> **Aim of the exercise**
Gather all lines from the material that contain the word "derive".

> **Raw data**
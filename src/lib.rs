//! # overactuated
//! Control allocation for multicopters with tilting rotors.
//!
//! # Pipeline
//! [`EffectorModel`] is the fixed linear map from each rotor's thrust vector to the
//! net wrench (force and moment) on the vehicle, built from a [`Layout`] sign table.
//!
//! [`allocation`] inverts that map with a Moore-Penrose pseudo-inverse
//! (see [`Allocator`] for a cached inverse of a fixed model).
//!
//! [`kinematics`] turns solved thrust vectors into rotor spin rate and two smoothed
//! tilt angles per rotor (see [`KinematicsExtractor`]).
//!
//! [`OveractuatedMotors`] runs the whole pipeline on a batch of wrench commands or on
//! a single step of attitude controller inputs ([`PilotInput`](wrench::PilotInput)).

pub mod allocation;
pub use allocation::Allocator;

pub mod config;
pub use config::{AllocationConfig, DegeneratePolicy, PhysicalConstants};

mod error;
pub use error::{Error, Result};

pub mod filter;

pub mod kinematics;
pub use kinematics::{Kinematics, KinematicsExtractor};

pub mod motor_matrix;
pub use motor_matrix::{EffectorModel, Layout};

mod motors;
pub use motors::OveractuatedMotors;

pub mod wrench;

/// Constrain `amt` to `low..=high`, mapping NaN to the middle of the range.
pub(crate) fn constrain<T: nalgebra::RealField + Copy>(amt: T, low: T, high: T) -> T {
    if amt < low {
        return low;
    }

    if amt > high {
        return high;
    }

    // Infinities are caught above, only NaN is left
    if !amt.is_finite() {
        log::warn!("constraining NaN");
        return (low + high) / nalgebra::convert(2.0);
    }

    amt
}

#[cfg(test)]
mod tests {
    use super::constrain;

    #[test]
    fn constrain_range() {
        assert_eq!(constrain(1.5_f64, 0., 1.), 1.);
        assert_eq!(constrain(-0.5_f64, 0., 1.), 0.);
        assert_eq!(constrain(0.25_f64, 0., 1.), 0.25);
        assert_eq!(constrain(f64::NAN, 0., 1.), 0.5);
    }
}
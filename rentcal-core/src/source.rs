//! Configured feed sources.

use chrono::{DateTime, Duration, Utc};
use serde::{Deserialize, Serialize};

use crate::stats::SyncStats;

/// Outcome of a source's most recent sync run.
#[derive(Debug, Clone, Copy, PartialEq, Eq, Default, Serialize, Deserialize)]
#[serde(rename_all = "snake_case")]
pub enum SyncStatus {
    #[default]
    Never,
    Success,
    Error,
}

/// One configured external calendar feed, tied to a unit.
///
/// Created and edited by an operator; the `last_*` fields are written only
/// by the sync orchestrator after each run.
#[derive(Debug, Clone, Serialize, Deserialize)]
pub struct FeedSource {
    /// Operator-chosen slug, e.g. "seaview-airbnb".
    pub id: String,
    pub unit_id: String,
    pub name: String,
    pub url: String,
    #[serde(default = "default_enabled")]
    pub enabled: bool,

    /// Minimum age before this source is re-synced within a batch, in
    /// seconds. None means the source syncs on every batch.
    #[serde(default, skip_serializing_if = "Option::is_none")]
    pub sync_interval_secs: Option<u64>,
    /// Per-source override of the global vanish threshold.
    #[serde(default, skip_serializing_if = "Option::is_none")]
    pub vanish_threshold: Option<u32>,

    #[serde(default)]
    pub last_synced_at: Option<DateTime<Utc>>,
    #[serde(default)]
    pub last_status: SyncStatus,
    #[serde(default, skip_serializing_if = "Option::is_none")]
    pub last_error: Option<String>,
    #[serde(default, skip_serializing_if = "Option::is_none")]
    pub last_stats: Option<SyncStats>,
}

fn default_enabled() -> bool {
    true
}

impl FeedSource {
    pub fn new(
        id: impl Into<String>,
        unit_id: impl Into<String>,
        name: impl Into<String>,
        url: impl Into<String>,
    ) -> Self {
        FeedSource {
            id: id.into(),
            unit_id: unit_id.into(),
            name: name.into(),
            url: url.into(),
            enabled: true,
            sync_interval_secs: None,
            vanish_threshold: None,
            last_synced_at: None,
            last_status: SyncStatus::Never,
            last_error: None,
            last_stats: None,
        }
    }

    /// Whether the source is due for a sync at `now`. Sources without an
    /// interval are always due; a forced run bypasses this entirely.
    pub fn due(&self, now: DateTime<Utc>) -> bool {
        match (self.sync_interval_secs, self.last_synced_at) {
            (Some(interval), Some(last)) => now - last >= Duration::seconds(interval as i64),
            _ => true,
        }
    }

    pub fn mark_success(&mut self, now: DateTime<Utc>, stats: SyncStats) {
        self.last_synced_at = Some(now);
        self.last_status = SyncStatus::Success;
        self.last_error = None;
        self.last_stats = Some(stats);
    }

    pub fn mark_error(&mut self, now: DateTime<Utc>, error: impl Into<String>, stats: SyncStats) {
        self.last_synced_at = Some(now);
        self.last_status = SyncStatus::Error;
        self.last_error = Some(error.into());
        self.last_stats = Some(stats);
    }
}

> **Written solution**
#[derive(Debug, Clone, Copy, PartialEq, Eq, Default, Serialize, Deserialize)]
#[derive(Debug, Clone, Serialize, Deserialize)]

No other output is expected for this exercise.